Parliament Passes Bill For Netting Of Qualified Financial Contracts

Parliament Passes Bill For Netting Of Qualified Financial Contracts

Finance minister Nirmala Sitharaman said the Bilateral Netting of Qualified Financial Contracts Bill would have a huge bearing on the stability of the financial sector and would release large amounts of locked up capital in the banking system for onward lending.

Bilateral netting refers to offsetting the claims arising from dealings between two parties to determine the net amount payable or receivable from one party to the other.

Under existing laws, banks have to make higher provisions for such bilateral contracts which are outside the Clearing Corporation of India’s framework since calculations are done on a gross basis rather than a net basis, Sitharaman said in Rajya Sabha on Wednesday. “This bilateral netting legislation will help us in evaluating risks far more in real-time basis and actual risk assessment will happen rather than a notional risk assessment based on the gross figures,” the minister said urging the House to pass the bill. The upper house of Parliament later passed the bill with no opposition.

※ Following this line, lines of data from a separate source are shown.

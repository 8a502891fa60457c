//! Uniform create → poll → delete lifecycle shared by every resource kind.
//!
//! A resource kind only supplies the three hooks of [`ResourceLifecycle`];
//! [`LifecycleController`] owns state transitions, readiness polling, the
//! timeout and the poll-error budget.

use super::error::ProvisionError;
use super::resource::{LifecycleState, ResourceHandle, ResourceKind, ResourceSpec};
use super::Metadata;
use std::time::{Duration, Instant};

/// Outcome of a single readiness probe.
#[derive(Debug, Clone, PartialEq, Eq)]
pub enum Readiness {
    Ready,
    /// Still coming up; the string is the last observed status.
    NotReady(String),
    /// Terminal bad state. Polling stops immediately.
    Failed(String),
}

/// Kind-specific hooks driven by [`LifecycleController`].
pub trait ResourceLifecycle: Send + Sync {
    fn kind(&self) -> ResourceKind;

    /// Issue the create request. Called exactly once per handle.
    fn create(&self, spec: &ResourceSpec) -> anyhow::Result<()>;

    /// Probe readiness. `Err` means the probe itself failed and may be retried.
    fn check_ready(&self, handle: &ResourceHandle) -> anyhow::Result<Readiness>;

    /// Remove the resource. Deleting an absent resource must succeed.
    fn delete(&self, handle: &ResourceHandle) -> anyhow::Result<()>;

    /// Extra reporting metadata merged into the handle once it is ready.
    fn metadata(&self, _spec: &ResourceSpec) -> Metadata {
        Metadata::new()
    }
}

impl<T: ResourceLifecycle + ?Sized> ResourceLifecycle for Box<T> {
    fn kind(&self) -> ResourceKind {
        (**self).kind()
    }

    fn create(&self, spec: &ResourceSpec) -> anyhow::Result<()> {
        (**self).create(spec)
    }

    fn check_ready(&self, handle: &ResourceHandle) -> anyhow::Result<Readiness> {
        (**self).check_ready(handle)
    }

    fn delete(&self, handle: &ResourceHandle) -> anyhow::Result<()> {
        (**self).delete(handle)
    }

    fn metadata(&self, spec: &ResourceSpec) -> Metadata {
        (**self).metadata(spec)
    }
}

#[derive(Debug, Clone)]
pub struct PollPolicy {
    /// Overall deadline for `wait_until_ready`.
    pub timeout: Duration,
    pub poll_interval: Duration,
    /// Consecutive probe errors tolerated before giving up.
    pub max_poll_errors: u32,
    /// Issue a best-effort delete when `provision` fails after the create
    /// request went through.
    pub cleanup_on_failure: bool,
}

impl Default for PollPolicy {
    fn default() -> Self {
        Self {
            timeout: Duration::from_secs(600),
            poll_interval: Duration::from_secs(10),
            max_poll_errors: 3,
            cleanup_on_failure: false,
        }
    }
}

pub struct LifecycleController<R> {
    backend: R,
    policy: PollPolicy,
}

impl<R: ResourceLifecycle> LifecycleController<R> {
    pub fn new(backend: R, policy: PollPolicy) -> Self {
        Self { backend, policy }
    }

    pub fn backend(&self) -> &R {
        &self.backend
    }

    pub fn policy(&self) -> &PollPolicy {
        &self.policy
    }

    /// Issue the create request and move the handle to `WaitingReady`.
    ///
    /// On failure the handle ends in `Failed`; no partial resource is assumed
    /// to exist, but [`delete`](Self::delete) may still be used to clean up.
    pub fn create(&self, handle: &mut ResourceHandle) -> Result<(), ProvisionError> {
        transition(handle, LifecycleState::Creating)?;
        tracing::info!("Creating {} '{}'", handle.kind(), handle.name());

        match self.backend.create(handle.spec()) {
            Ok(()) => {
                handle.mark_created();
                transition(handle, LifecycleState::WaitingReady)
            }
            Err(source) => {
                handle.set_state(LifecycleState::Failed);
                Err(ProvisionError::CreateFailure {
                    kind: handle.kind(),
                    name: handle.name().to_string(),
                    source,
                })
            }
        }
    }

    /// Poll readiness until it succeeds, fails terminally, or the policy
    /// timeout elapses.
    ///
    /// The timeout aborts only the waiting. A probe already in flight runs to
    /// completion, and the resource is left for the caller to delete.
    pub fn wait_until_ready(&self, handle: &mut ResourceHandle) -> Result<(), ProvisionError> {
        match handle.state() {
            LifecycleState::Ready | LifecycleState::InUse => return Ok(()),
            LifecycleState::WaitingReady => {}
            other => {
                return Err(ProvisionError::InvalidTransition {
                    name: handle.name().to_string(),
                    from: other,
                    to: LifecycleState::Ready,
                })
            }
        }

        let start = Instant::now();
        // A timeout too large to represent means waiting without a deadline.
        let deadline = start.checked_add(self.policy.timeout);
        let mut consecutive_errors = 0u32;
        let mut last_status = String::from("unknown");

        loop {
            handle.mark_polled();
            match self.backend.check_ready(handle) {
                Ok(Readiness::Ready) => {
                    let extra = self.backend.metadata(handle.spec());
                    handle.extend_metadata(extra);
                    transition(handle, LifecycleState::Ready)?;
                    tracing::info!(
                        "{} '{}' is ready after {:?}",
                        handle.kind(),
                        handle.name(),
                        start.elapsed()
                    );
                    return Ok(());
                }
                Ok(Readiness::NotReady(status)) => {
                    tracing::debug!("'{}' not ready yet: {}", handle.name(), status);
                    consecutive_errors = 0;
                    last_status = status;
                }
                Ok(Readiness::Failed(reason)) => {
                    handle.set_state(LifecycleState::Failed);
                    return Err(ProvisionError::ReadinessFailure {
                        name: handle.name().to_string(),
                        reason,
                    });
                }
                Err(e) => {
                    consecutive_errors += 1;
                    if consecutive_errors > self.policy.max_poll_errors {
                        handle.set_state(LifecycleState::Failed);
                        return Err(ProvisionError::ReadinessFailure {
                            name: handle.name().to_string(),
                            reason: format!(
                                "readiness check failed {consecutive_errors} times in a row: {e:#}"
                            ),
                        });
                    }
                    tracing::warn!(
                        "Readiness check for '{}' failed (attempt {}/{}): {:#}",
                        handle.name(),
                        consecutive_errors,
                        self.policy.max_poll_errors + 1,
                        e
                    );
                }
            }

            let now = Instant::now();
            let Some(deadline) = deadline else {
                std::thread::sleep(self.policy.poll_interval);
                continue;
            };
            if now >= deadline {
                handle.set_state(LifecycleState::Failed);
                return Err(ProvisionError::ReadinessTimeout {
                    name: handle.name().to_string(),
                    timeout: self.policy.timeout,
                    elapsed: now - start,
                    last_status,
                });
            }
            std::thread::sleep(self.policy.poll_interval.min(deadline - now));
        }
    }

    /// Create the resource and wait for it to become ready.
    pub fn provision(&self, handle: &mut ResourceHandle) -> Result<(), ProvisionError> {
        self.create(handle)?;
        let result = self.wait_until_ready(handle);
        if let Err(ref e) = result {
            if self.policy.cleanup_on_failure {
                tracing::warn!("Cleaning up '{}' after failed provisioning: {}", handle.name(), e);
                if let Err(cleanup) = self.delete(handle) {
                    tracing::warn!("Cleanup of '{}' failed: {}", handle.name(), cleanup);
                }
            }
        }
        result
    }

    /// Mark a ready resource as in use by a workload.
    pub fn acquire(&self, handle: &mut ResourceHandle) -> Result<(), ProvisionError> {
        transition(handle, LifecycleState::InUse)
    }

    pub fn release(&self, handle: &mut ResourceHandle) -> Result<(), ProvisionError> {
        transition(handle, LifecycleState::Ready)
    }

    /// Delete the resource.
    ///
    /// Attempted from any state, including `Failed`. Failures are returned
    /// once and never retried here.
    pub fn delete(&self, handle: &mut ResourceHandle) -> Result<(), ProvisionError> {
        match handle.state() {
            LifecycleState::Deleted => return Ok(()),
            // Nothing was ever submitted.
            LifecycleState::Pending => return transition(handle, LifecycleState::Deleted),
            _ => {}
        }

        handle.set_state(LifecycleState::Deleting);
        tracing::info!("Deleting {} '{}'", handle.kind(), handle.name());

        match self.backend.delete(handle) {
            Ok(()) => transition(handle, LifecycleState::Deleted),
            Err(source) => {
                handle.set_state(LifecycleState::Failed);
                Err(ProvisionError::DeleteFailure {
                    kind: handle.kind(),
                    name: handle.name().to_string(),
                    source,
                })
            }
        }
    }
}

fn transition(handle: &mut ResourceHandle, next: LifecycleState) -> Result<(), ProvisionError> {
    let current = handle.state();
    if !current.can_transition_to(next) {
        return Err(ProvisionError::InvalidTransition {
            name: handle.name().to_string(),
            from: current,
            to: next,
        });
    }
    tracing::debug!("'{}': {} -> {}", handle.name(), current, next);
    handle.set_state(next);
    Ok(())
}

Based on the data collected by 31 private, public and foreign banks, the amount of bank capital that went unutilised due the absence of this bill, from FY17-FY20 stood at Rs 2.14 lakh crore, Sitharaman said.

On the issue of stability of the financial sector, the minister said the bill would bring much needed regulation to derivative markets based on lessons learnt from the financial crisis of 2008, which raised questions on how non-centrally cleared derivative contracts accentuated risks.

“The derivatives markets can facilitate excessive and opaque risk taking which may lead to a lot of systemic risks,” Sitharaman said. The bill covers trades that are negotiated bilaterally including cross-currency or interest rate or commodity swaps, currency or interest rate futures or options and spot, future or forward foreign exchange transactions. These include credit derivatives such as the credit default swaps and commodity derivatives such as electricity derivatives, oil derivatives, coal derivatives or gas derivatives.


“It will reduce the price of derivative products on account of optimal utilisation of all the (bank) capital…corporate bond markets will be greatly energised because the credit default swap markets will be better functioning now,” she said.


Provisions of the bill would apply to individuals only if the counterparty to such transactions are entities regulated by an authority mentioned in the bill.